Another less overweight man described his joy with the brief respite from the normal suckiness of Tuesday: "I've been waiting a long time for a Tuesday to come along where I didn't feel like killing myself and everyone around me and these tacos have assuaged my anger.... For now," he added ominously.
Further catapulting this particular Tuesday from the realm of sucky to tolerable is the beginning of the NBA season this evening. Although the match-ups are at best questionable the inclusion of basketball on the barren landscape of Tuesday night television is a welcome change for most. Basketball insiders have indicated that Commissioner David Stern was heavily influenced by Doug the Punter's report regarding the public's perception of Tuesday.

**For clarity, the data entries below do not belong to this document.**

//! Pipeline stages.

use schemars::JsonSchema;
use serde::{Deserialize, Serialize};
use std::fmt;

use crate::error::{ModelError, ModelResult};

/// One discrete step of the commentary pipeline, in execution order.
#[derive(
    Debug, Clone, Copy, PartialEq, Eq, PartialOrd, Ord, Hash, Serialize, Deserialize, JsonSchema,
)]
#[serde(rename_all = "snake_case")]
pub enum Stage {
    /// Video understanding
    Analyze,
    /// Commentary script generation
    Script,
    /// Narration speech synthesis
    Voice,
    /// Crowd ambience synthesis
    Crowd,
    /// Final media assembly
    Mux,
}

impl Stage {
    /// Number of stages in a job. Included in every progress event.
    pub const TOTAL: u8 = 5;

    /// All stages in execution order.
    pub const ALL: [Stage; 5] = [
        Stage::Analyze,
        Stage::Script,
        Stage::Voice,
        Stage::Crowd,
        Stage::Mux,
    ];

    /// 1-based position of the stage.
    pub fn ordinal(&self) -> u8 {
        match self {
            Stage::Analyze => 1,
            Stage::Script => 2,
            Stage::Voice => 3,
            Stage::Crowd => 4,
            Stage::Mux => 5,
        }
    }

    /// Look up a stage by its 1-based ordinal.
    pub fn from_ordinal(ordinal: u8) -> ModelResult<Self> {
        Self::ALL
            .get(usize::from(ordinal).wrapping_sub(1))
            .copied()
            .ok_or(ModelError::UnknownStage(ordinal))
    }

    pub fn as_str(&self) -> &'static str {
        match self {
            Stage::Analyze => "analyze",
            Stage::Script => "script",
            Stage::Voice => "voice",
            Stage::Crowd => "crowd",
            Stage::Mux => "mux",
        }
    }

    /// Human-readable completion message shown to live clients.
    pub fn completion_message(&self) -> &'static str {
        match self {
            Stage::Analyze => "Video analysis complete",
            Stage::Script => "Commentary script generated",
            Stage::Voice => "Commentary audio generated",
            Stage::Crowd => "Crowd noise generated",
            Stage::Mux => "Final video assembled",
        }
    }

    /// Whether this is the last stage of a job.
    pub fn is_last(&self) -> bool {
        matches!(self, Stage::Mux)
    }
}

impl fmt::Display for Stage {
    fn fmt(&self, f: &mut fmt::Formatter<'_>) -> fmt::Result {
        write!(f, "{}", self.as_str())
    }
}
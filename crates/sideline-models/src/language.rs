//! Narration languages.

use schemars::JsonSchema;
use serde::{Deserialize, Serialize};
use std::fmt;
use std::str::FromStr;

use crate::error::ModelError;

/// Language the commentary script is written (and spoken) in.
#[derive(
    Debug, Clone, Copy, PartialEq, Eq, Hash, Serialize, Deserialize, JsonSchema, Default,
)]
#[serde(rename_all = "lowercase")]
pub enum Language {
    #[default]
    En,
    Es,
    Fr,
    De,
    It,
    Pt,
    Ja,
    Ko,
    Zh,
    Hi,
}

impl Language {
    /// ISO 639-1 code.
    pub fn code(&self) -> &'static str {
        match self {
            Language::En => "en",
            Language::Es => "es",
            Language::Fr => "fr",
            Language::De => "de",
            Language::It => "it",
            Language::Pt => "pt",
            Language::Ja => "ja",
            Language::Ko => "ko",
            Language::Zh => "zh",
            Language::Hi => "hi",
        }
    }

    /// English name, used when instructing the script writer.
    pub fn display_name(&self) -> &'static str {
        match self {
            Language::En => "English",
            Language::Es => "Spanish",
            Language::Fr => "French",
            Language::De => "German",
            Language::It => "Italian",
            Language::Pt => "Portuguese",
            Language::Ja => "Japanese",
            Language::Ko => "Korean",
            Language::Zh => "Chinese",
            Language::Hi => "Hindi",
        }
    }
}

impl FromStr for Language {
    type Err = ModelError;

    fn from_str(s: &str) -> Result<Self, Self::Err> {
        // Accept region-tagged codes like "en-US" or "pt_BR".
        let primary = s
            .trim()
            .split(['-', '_'])
            .next()
            .unwrap_or_default()
            .to_ascii_lowercase();

        match primary.as_str() {
            "en" => Ok(Language::En),
            "es" => Ok(Language::Es),
            "fr" => Ok(Language::Fr),
            "de" => Ok(Language::De),
            "it" => Ok(Language::It),
            "pt" => Ok(Language::Pt),
            "ja" => Ok(Language::Ja),
            "ko" => Ok(Language::Ko),
            "zh" => Ok(Language::Zh),
            "hi" => Ok(Language::Hi),
            _ => Err(ModelError::UnsupportedLanguage(s.to_string())),
        }
    }
}

impl fmt::Display for Language {
    fn fmt(&self, f: &mut fmt::Formatter<'_>) -> fmt::Result {
        write!(f, "{}", self.code())
    }
}
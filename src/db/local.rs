//! Embedded SQLite adapter.
//!
//! Wraps a single database file behind one connection. Statements pass
//! through verbatim; rows come back as dynamic [`Row`] maps so callers see
//! the same shapes the other tiers produce.

use std::path::Path;
use std::sync::{Mutex, PoisonError};

use rusqlite::types::ValueRef;
use rusqlite::{Connection, ToSql};

use crate::db::error::DbError;
use crate::db::value::{ExecResult, Row, SqlValue};

/// Single-connection SQLite database.
pub(crate) struct EmbeddedDb {
    conn: Mutex<Connection>,
}

impl std::fmt::Debug for EmbeddedDb {
    fn fmt(&self, f: &mut std::fmt::Formatter<'_>) -> std::fmt::Result {
        f.debug_struct("EmbeddedDb").finish_non_exhaustive()
    }
}

impl EmbeddedDb {
    /// Open (creating if missing) the database file at `path`.
    pub(crate) fn open(path: &Path) -> Result<Self, DbError> {
        if let Some(parent) = path.parent() {
            if !parent.as_os_str().is_empty() && !parent.exists() {
                std::fs::create_dir_all(parent)?;
            }
        }
        let conn = Connection::open(path)?;
        Ok(Self {
            conn: Mutex::new(conn),
        })
    }

    fn lock(&self) -> std::sync::MutexGuard<'_, Connection> {
        self.conn.lock().unwrap_or_else(PoisonError::into_inner)
    }

    pub(crate) fn query_all(&self, sql: &str, params: &[SqlValue]) -> Result<Vec<Row>, DbError> {
        let conn = self.lock();
        let mut stmt = conn.prepare(sql)?;
        let names: Vec<String> = stmt.column_names().iter().map(|n| (*n).to_string()).collect();

        let mut rows = stmt.query(rusqlite::params_from_iter(params.iter().map(SqlParam)))?;
        let mut out = Vec::new();
        while let Some(row) = rows.next()? {
            let mut mapped = Row::new();
            for (i, name) in names.iter().enumerate() {
                mapped.set(name.clone(), value_from_sqlite(row.get_ref(i)?));
            }
            out.push(mapped);
        }
        Ok(out)
    }

    pub(crate) fn query_get(&self, sql: &str, params: &[SqlValue]) -> Result<Option<Row>, DbError> {
        Ok(self.query_all(sql, params)?.into_iter().next())
    }

    pub(crate) fn execute(&self, sql: &str, params: &[SqlValue]) -> Result<ExecResult, DbError> {
        let conn = self.lock();
        let changes = conn.execute(sql, rusqlite::params_from_iter(params.iter().map(SqlParam)))?;
        let rowid = conn.last_insert_rowid();
        Ok(ExecResult {
            changes: changes as u64,
            last_insert_id: (rowid != 0).then_some(SqlValue::Integer(rowid)),
        })
    }
}

/// Bridge from [`SqlValue`] to SQLite bind parameters.
struct SqlParam<'a>(&'a SqlValue);

impl ToSql for SqlParam<'_> {
    fn to_sql(&self) -> rusqlite::Result<rusqlite::types::ToSqlOutput<'_>> {
        use rusqlite::types::{ToSqlOutput, Value};
        Ok(match self.0 {
            SqlValue::Null => ToSqlOutput::Owned(Value::Null),
            SqlValue::Integer(v) => ToSqlOutput::Owned(Value::Integer(*v)),
            SqlValue::Real(v) => ToSqlOutput::Owned(Value::Real(*v)),
            SqlValue::Text(v) => ToSqlOutput::Borrowed(ValueRef::Text(v.as_bytes())),
        })
    }
}

fn value_from_sqlite(value: ValueRef<'_>) -> SqlValue {
    match value {
        ValueRef::Null => SqlValue::Null,
        ValueRef::Integer(v) => SqlValue::Integer(v),
        ValueRef::Real(v) => SqlValue::Real(v),
        ValueRef::Text(v) => SqlValue::Text(String::from_utf8_lossy(v).into_owned()),
        ValueRef::Blob(v) => SqlValue::Text(String::from_utf8_lossy(v).into_owned()),
    }
}
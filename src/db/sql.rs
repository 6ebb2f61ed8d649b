//! Restricted SQL-subset parser for the in-memory tables.
//!
//! A small tokenizer plus four typed productions (insert, select, update,
//! delete) and a metadata introspection form. Statements are compiled once,
//! at prepare time. The grammar is deliberately narrow and deliberately
//! forgiving: anything outside it compiles to [`ParsedStatement::Unsupported`]
//! which executes as an empty/zero-change no-op, and a WHERE clause outside
//! the two supported shapes becomes [`WhereClause::Opaque`]. Callers depend
//! on this leniency when running degraded; do not tighten it.

// =============================================================================
// Tokens
// =============================================================================

#[derive(Debug, Clone, PartialEq)]
enum Token {
    /// Identifier or keyword; quoting (backtick or double quote) is stripped.
    Word(String),
    /// Integer literal.
    Number(i64),
    /// Positional `?` placeholder.
    Placeholder,
    LParen,
    RParen,
    Comma,
    Eq,
    Star,
    Semicolon,
    /// Anything outside the subset; its presence fails every production.
    Other(char),
}

fn tokenize(sql: &str) -> Vec<Token> {
    let mut tokens = Vec::new();
    let mut chars = sql.chars().peekable();

    while let Some(&c) = chars.peek() {
        match c {
            c if c.is_whitespace() => {
                chars.next();
            }
            '?' => {
                chars.next();
                tokens.push(Token::Placeholder);
            }
            '(' => {
                chars.next();
                tokens.push(Token::LParen);
            }
            ')' => {
                chars.next();
                tokens.push(Token::RParen);
            }
            ',' => {
                chars.next();
                tokens.push(Token::Comma);
            }
            '=' => {
                chars.next();
                tokens.push(Token::Eq);
            }
            '*' => {
                chars.next();
                tokens.push(Token::Star);
            }
            ';' => {
                chars.next();
                tokens.push(Token::Semicolon);
            }
            '`' | '"' => {
                chars.next();
                let mut word = String::new();
                for inner in chars.by_ref() {
                    if inner == c {
                        break;
                    }
                    word.push(inner);
                }
                tokens.push(Token::Word(word));
            }
            c if c.is_ascii_alphanumeric() || c == '_' => {
                let mut word = String::new();
                while let Some(&inner) = chars.peek() {
                    if inner.is_ascii_alphanumeric() || inner == '_' {
                        word.push(inner);
                        chars.next();
                    } else {
                        break;
                    }
                }
                if word.bytes().all(|b| b.is_ascii_digit()) {
                    match word.parse() {
                        Ok(n) => tokens.push(Token::Number(n)),
                        Err(_) => tokens.push(Token::Other('#')),
                    }
                } else {
                    tokens.push(Token::Word(word));
                }
            }
            other => {
                chars.next();
                tokens.push(Token::Other(other));
            }
        }
    }

    tokens
}

fn is_kw(token: &Token, kw: &str) -> bool {
    matches!(token, Token::Word(w) if w.eq_ignore_ascii_case(kw))
}
//! Uniform statement execution over the three tiers.
//!
//! The schema provisioner and the fallback replay path both need to run raw
//! SQL against "whichever backend is active"; this trait is that seam.

use async_trait::async_trait;

use crate::db::error::DbError;
use crate::db::local::EmbeddedDb;
use crate::db::memory::MemoryDb;
use crate::db::remote::RemoteClient;
use crate::db::sql;
use crate::db::value::{ExecResult, Row, SqlValue};

#[async_trait]
pub(crate) trait SqlBackend: Send + Sync {
    async fn all(&self, sql: &str, params: &[SqlValue]) -> Result<Vec<Row>, DbError>;

    async fn get(&self, sql: &str, params: &[SqlValue]) -> Result<Option<Row>, DbError>;

    async fn run(&self, sql: &str, params: &[SqlValue]) -> Result<ExecResult, DbError>;
}

#[async_trait]
impl SqlBackend for RemoteClient {
    async fn all(&self, sql: &str, params: &[SqlValue]) -> Result<Vec<Row>, DbError> {
        Ok(self.query(sql, params).await?.rows)
    }

    async fn get(&self, sql: &str, params: &[SqlValue]) -> Result<Option<Row>, DbError> {
        Ok(self.query(sql, params).await?.rows.into_iter().next())
    }

    async fn run(&self, sql: &str, params: &[SqlValue]) -> Result<ExecResult, DbError> {
        let output = self.query(sql, params).await?;
        Ok(ExecResult {
            changes: output.meta.changes.unwrap_or(0),
            last_insert_id: output.meta.last_row_id.map(SqlValue::Integer),
        })
    }
}

#[async_trait]
impl SqlBackend for EmbeddedDb {
    async fn all(&self, sql: &str, params: &[SqlValue]) -> Result<Vec<Row>, DbError> {
        self.query_all(sql, params)
    }

    async fn get(&self, sql: &str, params: &[SqlValue]) -> Result<Option<Row>, DbError> {
        self.query_get(sql, params)
    }

    async fn run(&self, sql: &str, params: &[SqlValue]) -> Result<ExecResult, DbError> {
        self.execute(sql, params)
    }
}

#[async_trait]
impl SqlBackend for MemoryDb {
    async fn all(&self, raw: &str, params: &[SqlValue]) -> Result<Vec<Row>, DbError> {
        Ok(self.execute_all(&sql::parse(raw), params))
    }

    async fn get(&self, raw: &str, params: &[SqlValue]) -> Result<Option<Row>, DbError> {
        Ok(self.execute_get(&sql::parse(raw), params))
    }

    async fn run(&self, raw: &str, params: &[SqlValue]) -> Result<ExecResult, DbError> {
        Ok(self.execute_run(&sql::parse(raw), params))
    }
}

"The Commish has long drawn the ire of Doug and, fearful for his life, decided to appease him by starting this season on a Tuesday," said one high-ranking NBA official, who spoke on the condition of anonymity.
Doug the Punter could not be reached for specific comment but his press secretary released a statement this morning that indicates that while he is pleased with how this Tuesday is going, he still has little regard for the second day of the work week. An excerpt reads: "Yeah, this Tuesday is decent I guess but how the fuck am I supposed to get my free taco when I have to work all day. And the start of the NBA is exciting but my Celtics don't play until Friday; on top of that tonight's games are kinda lame (especially San Antonio v. Portland). ... Top that off with the fact that I have to write for Newser from 10 p.m. to 1 a.m. and this Tuesday is still pretty fucking shitty. I make no apologies for my hard-line stance on the suckiness of Tuesdays."
In other day-related news it seems that a resolution to Doug the Punter's court case against Sunday is still a long way off. Doug claims that Sunday falsely portrays itself as a weekend even though it really isn't because you have work hanging over your head all day. He is on the record as calling Sunday an "overrated piece-of-shit excuse for a day."